Multilane traffic circles - right of way?

Well of course you know which exit you want: the signs before the roundabout tell you, and there are usually markings on the road telling you which lane to be in.

What if I’m following directions, or just looking, based on landmarks rather than road names?

There will be a sign like this (or maybe this if youre in America) on the approach to the roundabout. If you know you want Town A or Road X then you can see from the diagram (a) which exit it is, and (b) where on the roundabout it is located. If you’re following directions they will say something like “take the third exit at the roundabout”. So it’s not hard to choose the correct lane.

At a normal intersection, you don’t suddenly veer off to take a turning without warning, do you? So it’s reasonable to assume you know which way you’re heading.

Real-life example: “turn off after you pass the McDonald’s.”

This is a trivially easy direction to follow with conventional intersections, or by intuitively applying the same yielding logic to a circle, but it doesn’t work with CoastalMaineiac’s rules if I can’t see the McDonald’s far enough in advance of entering the circle that I can position myself in the appropriate lane.

No one sane is going to give you directions that require noticing a McDonalds half-way through a traffic circle.

That was a real-life example, and in real life, in fact, it worked perfectly–just as well as it would have with conventional intersections–because in that area, AFAICT, nobody was following anything resembling CoastalMaineiac’s rules. Both lanes in the circle were continuous, if you wanted them to be; you could go around and around without being required or prohibited from any exit based on your point of entry. A right-turner from the left (inner, in the US) lane of the circle certainly would not expect traffic established in the right (outer) lane to yield to him, as K364 said.

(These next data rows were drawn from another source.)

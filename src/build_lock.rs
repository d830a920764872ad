//! Single-instance guard for a run against a given archive cache
//! directory (SPEC_FULL.md §7): a file lock plus a small JSON state
//! file recording who holds it, so a second concurrent invocation
//! against the same cache directory fails fast with a clear message
//! instead of racing on partially-downloaded archives.

use anyhow::{Context, Result, bail};
use fs2::FileExt;
use serde::{Deserialize, Serialize};
use std::fs;
use std::io::ErrorKind;
use std::path::{Path, PathBuf};

const LOCK_FILE_NAME: &str = ".srpmgraph.lock";
const STATE_FILE_NAME: &str = ".srpmgraph-active.json";

#[derive(Debug, Clone, Copy, PartialEq, Eq)]
pub enum BuildSessionKind {
    Analyze,
    Plan,
    Download,
    Build,
}

impl BuildSessionKind {
    fn as_str(self) -> &'static str {
        match self {
            BuildSessionKind::Analyze => "analyze",
            BuildSessionKind::Plan => "plan",
            BuildSessionKind::Download => "download",
            BuildSessionKind::Build => "build",
        }
    }
}

#[derive(Debug, Clone, Serialize, Deserialize)]
struct ActiveSessionEntry {
    pid: u32,
    target: String,
    #[serde(default = "default_session_kind")]
    session_kind: String,
    started_at_utc: String,
}

#[derive(Debug, Clone, Serialize, Deserialize, Default)]
struct ActiveSessionState {
    entries: Vec<ActiveSessionEntry>,
}

fn default_session_kind() -> String {
    "build".to_string()
}

pub struct BuildSessionGuard {
    lock_file: fs::File,
    state_file: PathBuf,
    pid: u32,
}

impl BuildSessionGuard {
    /// Acquires the single-instance lock scoped to `cache_dir`. Fails
    /// immediately (no blocking wait) if another process already
    /// holds it.
    pub fn acquire(cache_dir: &Path, target: &str, session_kind: BuildSessionKind) -> Result<Self> {
        fs::create_dir_all(cache_dir)
            .with_context(|| format!("creating archive cache dir {}", cache_dir.to_string_lossy()))?;

        let lock_path = cache_dir.join(LOCK_FILE_NAME);
        let state_file = cache_dir.join(STATE_FILE_NAME);
        let mut lock_file = fs::OpenOptions::new()
            .create(true)
            .read(true)
            .write(true)
            .open(&lock_path)
            .with_context(|| format!("opening lock file {}", lock_path.to_string_lossy()))?;

        if let Err(err) = lock_file.try_lock_exclusive() {
            if err.kind() == ErrorKind::WouldBlock {
                let active = load_state(&state_file).unwrap_or_default();
                let owner = active
                    .entries
                    .first()
                    .map(|entry| format!("pid={} target={} kind={}", entry.pid, entry.target, entry.session_kind))
                    .unwrap_or_else(|| "unknown".to_string());
                bail!(
                    "archive cache dir {} is already in use: {owner}",
                    cache_dir.to_string_lossy()
                );
            }
            return Err(err).with_context(|| format!("acquiring lock {}", lock_path.to_string_lossy()));
        }

        let pid = std::process::id();
        let entry = ActiveSessionEntry {
            pid,
            target: target.to_string(),
            session_kind: session_kind.as_str().to_string(),
            started_at_utc: chrono::Utc::now().to_rfc3339(),
        };
        write_state(&state_file, &ActiveSessionState { entries: vec![entry] })?;

        use std::io::Write as _;
        lock_file
            .set_len(0)
            .with_context(|| format!("truncating lock file {}", lock_path.to_string_lossy()))?;
        writeln!(lock_file, "pid={pid}")
            .with_context(|| format!("writing lock file {}", lock_path.to_string_lossy()))?;
        lock_file
            .flush()
            .with_context(|| format!("flushing lock file {}", lock_path.to_string_lossy()))?;

        Ok(Self {
            lock_file,
            state_file,
            pid,
        })
    }
}

impl Drop for BuildSessionGuard {
    fn drop(&mut self) {
        let mut state = load_state(&self.state_file).unwrap_or_default();
        state.entries.retain(|entry| entry.pid != self.pid);
        if state.entries.is_empty() {
            let _ = fs::remove_file(&self.state_file);
        } else {
            let _ = write_state(&self.state_file, &state);
        }
        let _ = self.lock_file.unlock();
    }
}

fn load_state(path: &Path) -> Result<ActiveSessionState> {
    if !path.exists() {
        return Ok(ActiveSessionState::default());
    }
    let raw = fs::read_to_string(path)
        .with_context(|| format!("reading active session state {}", path.to_string_lossy()))?;
    if raw.trim().is_empty() {
        return Ok(ActiveSessionState::default());
    }
    serde_json::from_str(&raw).with_context(|| format!("parsing active session state {}", path.to_string_lossy()))
}

fn write_state(path: &Path, state: &ActiveSessionState) -> Result<()> {
    let tmp = path.with_extension("tmp");
    let payload = serde_json::to_vec_pretty(state).context("serializing active session state")?;
    fs::write(&tmp, payload).with_context(|| format!("writing temp state {}", tmp.to_string_lossy()))?;
    fs::rename(&tmp, path).with_context(|| format!("committing active session state {}", path.to_string_lossy()))?;
    Ok(())
}

#[cfg(test)]
mod tests {
    use super::*;

    fn tempdir(name: &str) -> PathBuf {
        let path = std::env::temp_dir().join(format!(
            "srpmgraph-build-lock-test-{}-{}-{}",
            name,
            std::process::id(),
            chrono::Utc::now().timestamp_nanos_opt().unwrap_or_default()
        ));
        fs::create_dir_all(&path).expect("create temp test dir");
        path
    }

    #[test]
    fn acquire_then_drop_clears_state_file() {
        let dir = tempdir("acquire-drop");
        {
            let guard = BuildSessionGuard::acquire(&dir, "samtools", BuildSessionKind::Build).expect("acquire lock");
            assert!(dir.join(STATE_FILE_NAME).exists());
            drop(guard);
        }
        assert!(!dir.join(STATE_FILE_NAME).exists());
        let _ = fs::remove_dir_all(&dir);
    }

    #[test]
    fn second_acquire_while_held_fails() {
        let dir = tempdir("double-acquire");
        let _first = BuildSessionGuard::acquire(&dir, "samtools", BuildSessionKind::Build).expect("first acquire");
        let second = BuildSessionGuard::acquire(&dir, "samtools", BuildSessionKind::Build);
        assert!(second.is_err());
        let _ = fs::remove_dir_all(&dir);
    }

    #[test]
    fn load_state_backfills_defaults_for_legacy_entries() {
        let dir = tempdir("legacy-state");
        let state_file = dir.join(STATE_FILE_NAME);
        fs::write(
            &state_file,
            r#"{"entries":[{"pid":42,"target":"x","started_at_utc":"2026-03-01T00:00:00Z"}]}"#,
        )
        .expect("write legacy state");

        let loaded = load_state(&state_file).expect("load state");
        assert_eq!(loaded.entries.len(), 1);
        assert_eq!(loaded.entries[0].session_kind, "build");

        let _ = fs::remove_dir_all(&dir);
    }
}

This is probably the nearest roundabout to my house and the one I go round most often. No, they haven’t repainted the lane markings lately. There *are *twenty lanes coming on or off, you just can’t see them!

You can go round and round all you want as long as you do so from the inside lane. A general rule of thumb I follow if I’m not sure of which exit I want is to take the inside lane. If it turns out that my exit was less than halfway around, then I just do an extra lap and get off. Really not that difficult of a situation. One thing about a rotary, it’s no big deal if you miss your turn; you’ll come up on it again quickly enough.

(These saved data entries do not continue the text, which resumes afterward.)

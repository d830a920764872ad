//! Resolver configuration, covering hub connectivity, archive sources,
//! and orchestration tuning. Layered defaults → optional TOML file →
//! CLI flags, the same precedence order used elsewhere for config
//! loading.

use serde::{Deserialize, Serialize};
use std::path::{Path, PathBuf};

use crate::model::NameResolutionMode;

/// One entry of `sources`: an archive source tried in priority
/// order, lower `priority` first.
#[derive(Debug, Clone, PartialEq, Eq, Serialize, Deserialize)]
pub struct ArchiveSourceConfig {
    pub id: String,
    pub priority: u32,
    #[serde(flatten)]
    pub kind: ArchiveSourceKind,
}

/// §4.F's two built-in source kinds. `HubDownload` shells out to the
/// hub CLI's `download-build --arch=src`; `SpecRepo` fetches a spec
/// and its referenced sources over HTTP and builds the SRPM locally.
#[derive(Debug, Clone, PartialEq, Eq, Serialize, Deserialize)]
#[serde(rename_all = "kebab-case", tag = "kind")]
pub enum ArchiveSourceKind {
    HubDownload,
    SpecRepo { base_url: String },
}

/// Hub transport configuration: server URL plus client cert bundle
/// and server CA for mTLS.
#[derive(Debug, Clone, Default, Serialize, Deserialize)]
pub struct HubConnectionConfig {
    pub hub_server: Option<String>,
    pub client_credentials: Option<PathBuf>,
    pub server_ca: Option<PathBuf>,
}

/// Default `θ` for MLFallback.
pub const DEFAULT_ML_DISTANCE_THRESHOLD: f64 = 0.3;
/// Default `waitForRepo` deadline (30 minutes is the commonly assumed
/// ceiling across hub deployments).
pub const DEFAULT_WAIT_FOR_REPO_SECONDS: u64 = 30 * 60;
/// Macro expansion depth cap.
pub const MACRO_EXPANSION_DEPTH: usize = 8;

#[derive(Debug, Clone, Serialize, Deserialize)]
pub struct ResolverConfig {
    pub hub: HubConnectionConfig,
    /// Name (or path) of the hub's official command-line tool that
    /// `HubClient` shells out to (spec.md §9: "the tool name ... [is]
    /// an implementation concern").
    pub hub_cli_binary: String,
    pub hub_build_tag: String,
    pub hub_target: String,
    pub archive_cache_dir: PathBuf,
    pub max_parallel_per_level: usize,
    pub name_resolution_mode: NameResolutionMode,
    pub ml_model_path: Option<PathBuf>,
    pub ml_distance_threshold: f64,
    pub sources: Vec<ArchiveSourceConfig>,
    pub scratch: bool,
    pub no_wait: bool,
    pub no_ssl_verify: bool,
    pub fedora_release: String,
    pub wait_for_repo_seconds: u64,
    pub no_deps: bool,
}

impl Default for ResolverConfig {
    fn default() -> Self {
        Self {
            hub: HubConnectionConfig::default(),
            hub_cli_binary: "buildhub".to_string(),
            hub_build_tag: "dist-build".to_string(),
            hub_target: "dist-build-target".to_string(),
            archive_cache_dir: default_cache_dir(),
            max_parallel_per_level: 4,
            name_resolution_mode: NameResolutionMode::RulesOnly,
            ml_model_path: None,
            ml_distance_threshold: DEFAULT_ML_DISTANCE_THRESHOLD,
            sources: vec![
                ArchiveSourceConfig {
                    id: "hub-primary".to_string(),
                    priority: 0,
                    kind: ArchiveSourceKind::HubDownload,
                },
                ArchiveSourceConfig {
                    id: "spec-repo-fallback".to_string(),
                    priority: 1,
                    kind: ArchiveSourceKind::SpecRepo {
                        base_url: "https://dist-git.example.org/rpms".to_string(),
                    },
                },
            ],
            scratch: false,
            no_wait: false,
            no_ssl_verify: false,
            fedora_release: "42".to_string(),
            wait_for_repo_seconds: DEFAULT_WAIT_FOR_REPO_SECONDS,
            no_deps: false,
        }
    }
}

fn default_cache_dir() -> PathBuf {
    dirs::cache_dir()
        .unwrap_or_else(std::env::temp_dir)
        .join("srpmgraph")
        .join("archives")
}

impl ResolverConfig {
    /// Loads a TOML config file, falling back to defaults for any key
    /// it omits. Absent file is not an error.
    pub fn load_layered(path: Option<&Path>) -> anyhow::Result<Self> {
        let mut config = Self::default();
        if let Some(path) = path {
            if path.exists() {
                let text = std::fs::read_to_string(path)?;
                let from_file: PartialResolverConfig = toml::from_str(&text)?;
                from_file.apply_onto(&mut config);
            }
        }
        Ok(config)
    }

    pub fn ml_prediction_cache_path(&self) -> PathBuf {
        dirs::cache_dir()
            .unwrap_or_else(std::env::temp_dir)
            .join("srpmgraph")
            .join("ml-predictions.json")
    }
}

/// Deserialization target for a config file: every field optional so
/// a partial file only overrides what it mentions.
#[derive(Debug, Default, Deserialize)]
struct PartialResolverConfig {
    hub_server: Option<String>,
    client_credentials: Option<PathBuf>,
    server_ca: Option<PathBuf>,
    hub_cli_binary: Option<String>,
    hub_build_tag: Option<String>,
    hub_target: Option<String>,
    archive_cache_dir: Option<PathBuf>,
    max_parallel_per_level: Option<usize>,
    name_resolution_mode: Option<NameResolutionMode>,
    ml_model_path: Option<PathBuf>,
    ml_distance_threshold: Option<f64>,
    sources: Option<Vec<ArchiveSourceConfig>>,
    scratch: Option<bool>,
    no_wait: Option<bool>,
    no_ssl_verify: Option<bool>,
    fedora_release: Option<String>,
    wait_for_repo_seconds: Option<u64>,
    no_deps: Option<bool>,
}

impl PartialResolverConfig {
    fn apply_onto(self, config: &mut ResolverConfig) {
        if let Some(v) = self.hub_server {
            config.hub.hub_server = Some(v);
        }
        if let Some(v) = self.client_credentials {
            config.hub.client_credentials = Some(v);
        }
        if let Some(v) = self.server_ca {
            config.hub.server_ca = Some(v);
        }
        if let Some(v) = self.hub_cli_binary {
            config.hub_cli_binary = v;
        }
        if let Some(v) = self.hub_build_tag {
            config.hub_build_tag = v;
        }
        if let Some(v) = self.hub_target {
            config.hub_target = v;
        }
        if let Some(v) = self.archive_cache_dir {
            config.archive_cache_dir = v;
        }
        if let Some(v) = self.max_parallel_per_level {
            config.max_parallel_per_level = v.max(1);
        }
        if let Some(v) = self.name_resolution_mode {
            config.name_resolution_mode = v;
        }
        if let Some(v) = self.ml_model_path {
            config.ml_model_path = Some(v);
        }
        if let Some(v) = self.ml_distance_threshold {
            config.ml_distance_threshold = v;
        }
        if let Some(v) = self.sources {
            config.sources = v;
        }
        if let Some(v) = self.scratch {
            config.scratch = v;
        }
        if let Some(v) = self.no_wait {
            config.no_wait = v;
        }
        if let Some(v) = self.no_ssl_verify {
            config.no_ssl_verify = v;
        }
        if let Some(v) = self.fedora_release {
            config.fedora_release = v;
        }
        if let Some(v) = self.wait_for_repo_seconds {
            config.wait_for_repo_seconds = v;
        }
        if let Some(v) = self.no_deps {
            config.no_deps = v;
        }
    }
}

#[cfg(test)]
mod tests {
    use super::*;

    #[test]
    fn default_config_has_sane_retry_and_threshold_defaults() {
        let config = ResolverConfig::default();
        assert_eq!(config.ml_distance_threshold, DEFAULT_ML_DISTANCE_THRESHOLD);
        assert_eq!(config.wait_for_repo_seconds, DEFAULT_WAIT_FOR_REPO_SECONDS);
        assert!(config.max_parallel_per_level >= 1);
    }

    #[test]
    fn partial_file_only_overrides_named_keys() {
        let dir = tempfile::tempdir().unwrap();
        let path = dir.path().join("config.toml");
        std::fs::write(&path, "hub_build_tag = \"custom-tag\"\n").unwrap();
        let config = ResolverConfig::load_layered(Some(&path)).unwrap();
        assert_eq!(config.hub_build_tag, "custom-tag");
        assert_eq!(config.hub_target, ResolverConfig::default().hub_target);
    }

    #[test]
    fn missing_file_falls_back_to_defaults() {
        let config = ResolverConfig::load_layered(Some(Path::new("/nonexistent/path.toml"))).unwrap();
        assert_eq!(config.hub_build_tag, ResolverConfig::default().hub_build_tag);
    }
}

The right-hand lane does not have a right to continue around the rotary indefinitely, preventing people from exiting the inside lanes.

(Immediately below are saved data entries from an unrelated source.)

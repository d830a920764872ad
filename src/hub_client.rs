//! §4.E HubClient — thin synchronous adapter over the build hub's
//! command-line tool. The CLI's invocation syntax is an
//! implementation concern (spec.md §6); this module isolates it
//! behind the `HubClient` trait so the rest of the system stays
//! hub-agnostic.

use std::collections::{BTreeSet, HashMap, HashSet};
use std::process::Command;
use std::sync::Mutex;
use std::time::{Duration, Instant};

use tracing::{debug, instrument, warn};

use crate::config::HubConnectionConfig;
use crate::error::{CoreError, HubBuildErrorKind};
use crate::model::TaskStatus;
use crate::retry::RetryPolicy;

/// Submission flags mirroring the `scratch`/`no-wait` knobs of §6.
#[derive(Debug, Clone, Copy, Default)]
pub struct SubmitFlags {
    pub scratch: bool,
    pub no_wait: bool,
}

/// Capability interface a `DependencyResolver`/`BuildOrchestrator`
/// drive against. Production code uses `CliHubClient`; tests use
/// `mock::MockHubClient` (see `hub_client::mock`).
pub trait HubClient: Send + Sync {
    fn list_packages(&self, tag: &str) -> Result<HashSet<String>, CoreError>;
    fn exists(&self, name: &str, tag: &str) -> Result<bool, CoreError> {
        Ok(self.list_packages(tag)?.contains(name))
    }
    fn list_tagged_builds(&self, tag: &str) -> Result<HashMap<String, String>, CoreError>;
    fn submit_build(&self, target: &str, archive_path: &str, flags: SubmitFlags) -> Result<u64, CoreError>;
    fn status(&self, task_id: u64) -> Result<TaskStatus, CoreError>;
    fn cancel(&self, task_id: u64) -> Result<bool, CoreError>;
    fn wait_for_repo(&self, tag: &str, timeout: Duration) -> Result<bool, CoreError>;
    /// Clears the memoized `listPackages` result for `tag`.
    fn invalidate(&self, tag: &str);
}

/// Shells out to the hub's official CLI, parsing its stdout.
pub struct CliHubClient {
    cli_binary: String,
    connection: HubConnectionConfig,
    package_listing_cache: Mutex<HashMap<String, HashSet<String>>>,
}

impl CliHubClient {
    pub fn new(cli_binary: impl Into<String>, connection: HubConnectionConfig) -> Self {
        Self {
            cli_binary: cli_binary.into(),
            connection,
            package_listing_cache: Mutex::new(HashMap::new()),
        }
    }

    fn base_command(&self) -> Command {
        let mut cmd = Command::new(&self.cli_binary);
        if let Some(server) = &self.connection.hub_server {
            cmd.arg("--server").arg(server);
        }
        if let Some(cert) = &self.connection.client_credentials {
            cmd.arg("--cert").arg(cert);
        }
        if let Some(ca) = &self.connection.server_ca {
            cmd.arg("--ca").arg(ca);
        }
        cmd
    }

    fn run_cli(&self, args: &[&str]) -> Result<String, CoreError> {
        let policy = RetryPolicy::hub_submission();
        policy.run(
            |err: &CoreError| matches!(err, CoreError::HubConnection(_)),
            |attempt| self.run_cli_once(args, attempt),
        )
    }

    fn run_cli_once(&self, args: &[&str], attempt: u32) -> Result<String, CoreError> {
        debug!(?args, attempt, "invoking hub CLI");
        let output = self
            .base_command()
            .args(args)
            .output()
            .map_err(|err| CoreError::HubConnection(format!("failed to invoke hub CLI: {err}")))?;
        if !output.status.success() {
            let stderr = String::from_utf8_lossy(&output.stderr).to_string();
            if looks_like_transport_failure(&stderr) {
                return Err(CoreError::HubConnection(stderr));
            }
            return Err(CoreError::HubBuild {
                kind: HubBuildErrorKind::SubmitFailed,
                message: stderr,
            });
        }
        Ok(String::from_utf8_lossy(&output.stdout).to_string())
    }
}

fn looks_like_transport_failure(stderr: &str) -> bool {
    let lower = stderr.to_ascii_lowercase();
    ["connection refused", "timed out", "could not resolve", "temporarily unavailable"]
        .iter()
        .any(|needle| lower.contains(needle))
}

impl HubClient for CliHubClient {
    #[instrument(skip(self))]
    fn list_packages(&self, tag: &str) -> Result<HashSet<String>, CoreError> {
        if let Some(cached) = self.package_listing_cache.lock().unwrap().get(tag) {
            return Ok(cached.clone());
        }
        let stdout = self.run_cli(&["list-pkgs", "--tag", tag])?;
        let names: HashSet<String> = stdout.lines().map(str::trim).filter(|l| !l.is_empty()).map(str::to_string).collect();
        self.package_listing_cache.lock().unwrap().insert(tag.to_string(), names.clone());
        Ok(names)
    }

    fn list_tagged_builds(&self, tag: &str) -> Result<HashMap<String, String>, CoreError> {
        let stdout = self.run_cli(&["list-tagged", tag])?;
        let mut result = HashMap::new();
        for line in stdout.lines() {
            if let Some((name, nvr)) = line.split_once(' ') {
                result.insert(name.trim().to_string(), nvr.trim().to_string());
            }
        }
        Ok(result)
    }

    fn submit_build(&self, target: &str, archive_path: &str, flags: SubmitFlags) -> Result<u64, CoreError> {
        let mut args = vec!["build".to_string(), target.to_string(), archive_path.to_string()];
        if flags.scratch {
            args.push("--scratch".to_string());
        }
        if flags.no_wait {
            args.push("--nowait".to_string());
        }
        let arg_refs: Vec<&str> = args.iter().map(String::as_str).collect();
        let stdout = self.run_cli(&arg_refs)?;
        parse_task_id(&stdout).ok_or_else(|| CoreError::HubBuild {
            kind: HubBuildErrorKind::SubmitFailed,
            message: format!("could not parse task id from hub output: {stdout}"),
        })
    }

    fn status(&self, task_id: u64) -> Result<TaskStatus, CoreError> {
        let stdout = self.run_cli(&["task-info", &task_id.to_string()])?;
        parse_status(&stdout).ok_or_else(|| CoreError::HubConnection(format!("unrecognized task status output: {stdout}")))
    }

    fn cancel(&self, task_id: u64) -> Result<bool, CoreError> {
        let result = self.run_cli(&["cancel", &task_id.to_string()]);
        Ok(result.is_ok())
    }

    fn wait_for_repo(&self, tag: &str, timeout: Duration) -> Result<bool, CoreError> {
        let deadline = Instant::now() + timeout;
        loop {
            let stdout = self.run_cli(&["wait-repo", tag])?;
            if stdout.trim().eq_ignore_ascii_case("ready") {
                return Ok(true);
            }
            if Instant::now() >= deadline {
                warn!(tag, "timed out waiting for repo regeneration");
                return Ok(false);
            }
            std::thread::sleep(Duration::from_secs(5));
        }
    }

    fn invalidate(&self, tag: &str) {
        self.package_listing_cache.lock().unwrap().remove(tag);
    }
}

fn parse_task_id(stdout: &str) -> Option<u64> {
    for line in stdout.lines() {
        let lower = line.to_ascii_lowercase();
        if let Some(idx) = lower.find("task id:").or_else(|| lower.find("task_id:")) {
            let rest = &line[idx..];
            let digits: String = rest.chars().filter(|c| c.is_ascii_digit()).collect();
            if let Ok(value) = digits.parse() {
                return Some(value);
            }
        }
    }
    None
}

fn parse_status(stdout: &str) -> Option<TaskStatus> {
    let normalized = stdout.trim().to_ascii_uppercase();
    match normalized.as_str() {
        "PENDING" | "FREE" | "OPEN" => Some(TaskStatus::Pending),
        "BUILDING" | "ASSIGNED" => Some(TaskStatus::Building),
        "COMPLETE" | "CLOSED" => Some(TaskStatus::Complete),
        "FAILED" => Some(TaskStatus::Failed),
        "CANCELED" | "CANCELLED" => Some(TaskStatus::Canceled),
        _ => None,
    }
}

/// In-memory `HubClient` used by resolver/orchestrator tests (spec.md
/// §8 S3-S6) so they never shell out to a real hub CLI.
pub mod mock {
    use super::*;
    use std::sync::atomic::{AtomicU64, Ordering};

    pub struct MockHubClient {
        pub available_packages: Mutex<HashSet<String>>,
        pub tasks: Mutex<HashMap<u64, TaskStatus>>,
        task_packages: Mutex<HashMap<u64, String>>,
        next_task_id: AtomicU64,
        pub repo_waits: Mutex<Vec<String>>,
        pub fail_packages: Mutex<HashSet<String>>,
    }

    impl Default for MockHubClient {
        fn default() -> Self {
            Self {
                available_packages: Mutex::new(HashSet::new()),
                tasks: Mutex::new(HashMap::new()),
                task_packages: Mutex::new(HashMap::new()),
                next_task_id: AtomicU64::new(1),
                repo_waits: Mutex::new(Vec::new()),
                fail_packages: Mutex::new(HashSet::new()),
            }
        }
    }

    impl MockHubClient {
        pub fn with_available(names: impl IntoIterator<Item = &'static str>) -> Self {
            let client = Self::default();
            client.available_packages.lock().unwrap().extend(names.into_iter().map(String::from));
            client
        }

        pub fn fail(&self, package_name: &str) {
            self.fail_packages.lock().unwrap().insert(package_name.to_string());
        }
    }

    impl HubClient for MockHubClient {
        fn list_packages(&self, _tag: &str) -> Result<HashSet<String>, CoreError> {
            Ok(self.available_packages.lock().unwrap().clone())
        }

        fn list_tagged_builds(&self, _tag: &str) -> Result<HashMap<String, String>, CoreError> {
            Ok(self
                .available_packages
                .lock()
                .unwrap()
                .iter()
                .map(|name| (name.clone(), format!("{name}-1.0-1")))
                .collect())
        }

        fn submit_build(&self, _target: &str, archive_path: &str, _flags: SubmitFlags) -> Result<u64, CoreError> {
            let task_id = self.next_task_id.fetch_add(1, Ordering::SeqCst);
            self.tasks.lock().unwrap().insert(task_id, TaskStatus::Building);
            let package_name = package_name_from_archive(archive_path);
            self.task_packages.lock().unwrap().insert(task_id, package_name);
            Ok(task_id)
        }

        /// Resolves a BUILDING task to its outcome on the first poll,
        /// so tests never have to race a real polling loop: this mock
        /// models an instant build rather than a slow one.
        fn status(&self, task_id: u64) -> Result<TaskStatus, CoreError> {
            let mut tasks = self.tasks.lock().unwrap();
            let Some(status) = tasks.get_mut(&task_id) else {
                return Ok(TaskStatus::Pending);
            };
            if *status == TaskStatus::Building {
                let should_fail = self
                    .task_packages
                    .lock()
                    .unwrap()
                    .get(&task_id)
                    .map(|name| self.fail_packages.lock().unwrap().contains(name))
                    .unwrap_or(false);
                *status = if should_fail { TaskStatus::Failed } else { TaskStatus::Complete };
            }
            Ok(*status)
        }

        fn cancel(&self, task_id: u64) -> Result<bool, CoreError> {
            let mut tasks = self.tasks.lock().unwrap();
            if let Some(status) = tasks.get_mut(&task_id) {
                if !status.is_terminal() {
                    *status = TaskStatus::Canceled;
                }
            }
            Ok(true)
        }

        fn wait_for_repo(&self, tag: &str, _timeout: Duration) -> Result<bool, CoreError> {
            self.repo_waits.lock().unwrap().push(tag.to_string());
            Ok(true)
        }

        fn invalidate(&self, _tag: &str) {}
    }

    fn package_name_from_archive(archive_path: &str) -> String {
        std::path::Path::new(archive_path)
            .file_stem()
            .and_then(|s| s.to_str())
            .unwrap_or(archive_path)
            .to_string()
    }
}

#[cfg(test)]
mod tests {
    use super::*;

    #[test]
    fn parses_task_id_from_typical_output() {
        let stdout = "Created task: build\nTask ID: 12345\nWatching tasks...\n";
        assert_eq!(parse_task_id(stdout), Some(12345));
    }

    #[test]
    fn parses_known_status_aliases() {
        assert_eq!(parse_status("complete"), Some(TaskStatus::Complete));
        assert_eq!(parse_status("CLOSED"), Some(TaskStatus::Complete));
        assert_eq!(parse_status("cancelled"), Some(TaskStatus::Canceled));
        assert_eq!(parse_status("gibberish"), None);
    }

    #[test]
    fn transport_failure_detection_is_case_insensitive() {
        assert!(looks_like_transport_failure("Connection Refused by host"));
        assert!(!looks_like_transport_failure("package not found"));
    }

    #[test]
    fn mock_client_list_packages_reflects_available_set() {
        let client = mock::MockHubClient::with_available(["lib-bar", "lib-base"]);
        let packages = client.list_packages("tag").unwrap();
        assert!(packages.contains("lib-bar"));
        assert!(client.exists("lib-base", "tag").unwrap());
        assert!(!client.exists("lib-missing", "tag").unwrap());
    }
}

There’s a two-lane rotary in Augusta that used to be striped the way you described, people still drove it like the diagram I linked showed. Multi-lane circle + multi-lane exits = multiple lanes exiting side by side. In that situation, proper lane discipline is rather important.

Just noticed it’s a five-year-old zombie. Never mind…

As I said above when K364 said a similar thing, this is counter-intuitive. When I’m using a freeway on-ramp, there’s no rule to never pull alongside a car in the left lane. When I’m driving down a regular road in the right lane, I don’t have to yield to the person in the left lane who wants to make a right turn across my lane. Do you have a cite for these two rules?

In the image you linked to, it looks all nice and orderly, but if you rotate the blue path 90 degrees CCW, so the car is coming from the right, its path crosses the red path, which is a recipe for accidents. In the OP’s case*, this sort of path never happens. We have some multi-lane traffic circles near me, and they all also seem to be set up so that these crossing paths don’t occur. Either the right lane must exit, or the inner lane can’t, or both.

The circles near me were all made in the last 5 or so years, so maybe designs have progressed to where they avoid setting up these crossings.

  • Was it like this five years ago, Napier, or have they restriped it since your OP?

That’s the specific statute here.

This concept is not limited to Maine either.

In terms of the path crossing example you gave, the paths don’t necessarily cross. If they both went at the same time, they’d be out of each other’s way the whole time. If there’s a conflict, the one who is entering is supposed to yield to all traffic already in the circle (well, those close enough to cause a conflict), regardless of which lane they’re in.